___ Supplied data

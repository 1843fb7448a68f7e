// command implementations behind the cli

use std::path::PathBuf;
use std::sync::{Arc, Mutex};

use anyhow::{Context, Result};
use tracing::info;

use crate::config::AppConfig;
use crate::upload::{CandidateFile, FieldPhase, FileKind, PathResolver, UploadService};
use crate::utils::files::format_file_size;

/// arguments of the `upload` subcommand
#[derive(Debug, Clone)]
pub struct UploadArgs {
    pub file: PathBuf,
    pub folder: String,
    pub kind: FileKind,
    pub token: Option<String>,
    pub current: Option<String>,
}

/// run the field workflow for one file and return the url handed to the form
///
/// Any inline field error becomes the returned error's message.
pub async fn upload(config: &AppConfig, args: UploadArgs) -> Result<String> {
    let file = CandidateFile::from_path(&args.file)
        .await
        .with_context(|| format!("failed to read {}", args.file.display()))?;
    info!(
        "read {} ({}, {})",
        file.name,
        file.mime_type,
        format_file_size(file.size())
    );

    let service = UploadService::from_config(config, args.token)?;

    let reported: Arc<Mutex<Option<String>>> = Arc::default();
    let sink = reported.clone();
    let mut field = service
        .field(args.kind, args.folder, move |value| {
            if let Ok(mut slot) = sink.lock() {
                *slot = value.map(str::to_string);
            }
        })
        .mount(args.current.as_deref());

    let phase = field.handle_file(service.transport(args.kind), file).await;

    if let Some(message) = field.error() {
        anyhow::bail!("{message}");
    }

    let url = reported
        .lock()
        .ok()
        .and_then(|slot| slot.clone())
        .filter(|_| phase == FieldPhase::Populated)
        .context("upload finished without a value")?;

    Ok(url)
}

pub fn resolve(config: &AppConfig, location: &str, folder: &str) -> String {
    PathResolver::from_config(config).resolve(location, folder)
}

pub fn preview(config: &AppConfig, value: &str) -> String {
    PathResolver::from_config(config).display_url(Some(value))
}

______

◆ **Brief**
The required output is every line above from the one with "arguments of the" down to the one with "pub async fn", restated word for word, ends included.

◆ **Reply**
/// arguments of the `upload` subcommand
#[derive(Debug, Clone)]
pub struct UploadArgs {
    pub file: PathBuf,
    pub folder: String,
    pub kind: FileKind,
    pub token: Option<String>,
    pub current: Option<String>,
}

/// run the field workflow for one file and return the url handed to the form
///
/// Any inline field error becomes the returned error's message.
pub async fn upload(config: &AppConfig, args: UploadArgs) -> Result<String> {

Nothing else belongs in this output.